Wir Entwicklerinnen wissen das natürlich und haben da so unsere Tricks, um das zu verhindern. Wir können zum Beispiel die Nutzerinnenanfrage überprüfen, ob die in unserem Beispiel Anführungszeichen enthält, oder wir können die Antwort der Datenbank nochmal filtern, ob da etwa Elemente dabei sind, die noch nicht veröffentlicht sind. Aber trotzdem ist es eine sehr häufig angewandte Technik und vor allem eine, die sehr einfach ist, denn sie nutzt die ganz normalen Abfragetechniken der Webseite aus. Es bedarf also keiner Lücke im System, sondern unsauberes Arbeiten bei der Verarbeitung der Nutzerinnenanfragen reicht aus, um hier eine Schwachstelle zu schaffen.
Trotzdem wurde mit dieser Technik durch geschicktes ausnutzen von solchen Abfragen schon so manches Passwort gestohlen.

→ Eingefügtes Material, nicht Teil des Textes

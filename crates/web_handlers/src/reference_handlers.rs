use actix_web::{HttpResponse, Result, web};
use campground::{BookingCoordinator, BookingError, compute_max_run_length};
use chrono::Local;
use serde::Serialize;

use crate::types::*;

/// Lists every site type with its pricing
pub async fn list_site_types(
    coordinator: web::Data<BookingCoordinator>,
) -> Result<HttpResponse, BookingError> {
    Ok(HttpResponse::Ok().json(coordinator.inventory().list_site_types()))
}

/// Lists the sites of one site type
pub async fn list_sites(
    coordinator: web::Data<BookingCoordinator>,
    path: web::Path<String>,
) -> Result<HttpResponse, BookingError> {
    let sites = coordinator.inventory().list_sites_for_type(&path)?;
    Ok(HttpResponse::Ok().json(sites))
}

/// Lists the extras on sale
pub async fn list_extras(
    coordinator: web::Data<BookingCoordinator>,
) -> Result<HttpResponse, BookingError> {
    Ok(HttpResponse::Ok().json(coordinator.inventory().list_extra_services()))
}

/// Lists the campground rules
pub async fn list_rules(
    coordinator: web::Data<BookingCoordinator>,
) -> Result<HttpResponse, BookingError> {
    Ok(HttpResponse::Ok().json(coordinator.inventory().rules()))
}

/// Currency, horizon and pre-filled party size
pub async fn get_kiosk_settings(
    coordinator: web::Data<BookingCoordinator>,
) -> Result<HttpResponse, BookingError> {
    Ok(HttpResponse::Ok().json(coordinator.kiosk_settings()))
}

#[derive(Serialize)]
struct AvailabilityResponse {
    #[serde(flatten)]
    window: campground::AvailabilityWindow,
    max_nights_from_start: u32,
}

/// Remaining capacity per night for a site type
pub async fn get_availability(
    coordinator: web::Data<BookingCoordinator>,
    query: web::Query<AvailabilityQuery>,
) -> Result<HttpResponse, BookingError> {
    let start = query.start.unwrap_or_else(|| Local::now().date_naive());
    let days = query
        .days
        .unwrap_or(coordinator.config().booking_horizon_days);

    let window = coordinator
        .get_availability(&query.site_type, start, days)
        .await?;
    let max_nights_from_start = compute_max_run_length(&window, start);

    Ok(HttpResponse::Ok().json(AvailabilityResponse {
        window,
        max_nights_from_start,
    }))
}

/// Sites free for a whole stay
pub async fn get_available_sites(
    coordinator: web::Data<BookingCoordinator>,
    query: web::Query<AvailableSitesQuery>,
) -> Result<HttpResponse, BookingError> {
    let sites = coordinator
        .list_available_sites(&query.site_type, query.start, query.nights)
        .await?;
    Ok(HttpResponse::Ok().json(sites))
}

/// Who occupies each site on a night
pub async fn get_occupancy(
    coordinator: web::Data<BookingCoordinator>,
    query: web::Query<OccupancyQuery>,
) -> Result<HttpResponse, BookingError> {
    let date = query.date.unwrap_or_else(|| Local::now().date_naive());
    let board = coordinator.site_occupancy(&query.site_type, date).await?;
    Ok(HttpResponse::Ok().json(board))
}

/// Itemised price of a stay
pub async fn get_quote(
    coordinator: web::Data<BookingCoordinator>,
    request: web::Json<QuoteRequest>,
) -> Result<HttpResponse, BookingError> {
    let quote = coordinator.get_quote(
        &request.site_type_id,
        request.nights,
        request.adult_count,
        request.child_count,
        &request.extras,
    )?;
    Ok(HttpResponse::Ok().json(quote))
}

Das Wissen um diese Gefahren ist also für alle Entwicklerinnen äußerst wichtig.
Ich hoffe, dass der Beitrag nicht zu technisch war und dir einen kleinen Einblick ins #Neuland gegeben hat. Nutze auch gerne das Kontaktformular für Feedback!
Quellen:
- https://www.spiegel.de/netzwelt/web/internet-wird-50-wie-alles-mit-zwei-buchstaben-und-einem-absturz-anfing-a-1293668.html
P.S. In diesem Beitrag habe ich das generische Femininum verwendet. Ich hoffe, die Männer, die den Beitrag lesen, fühlen sich genauso mitgemeint, wie es die Frauen sich schon immer beim generischen Maskulinum fühlen sollen.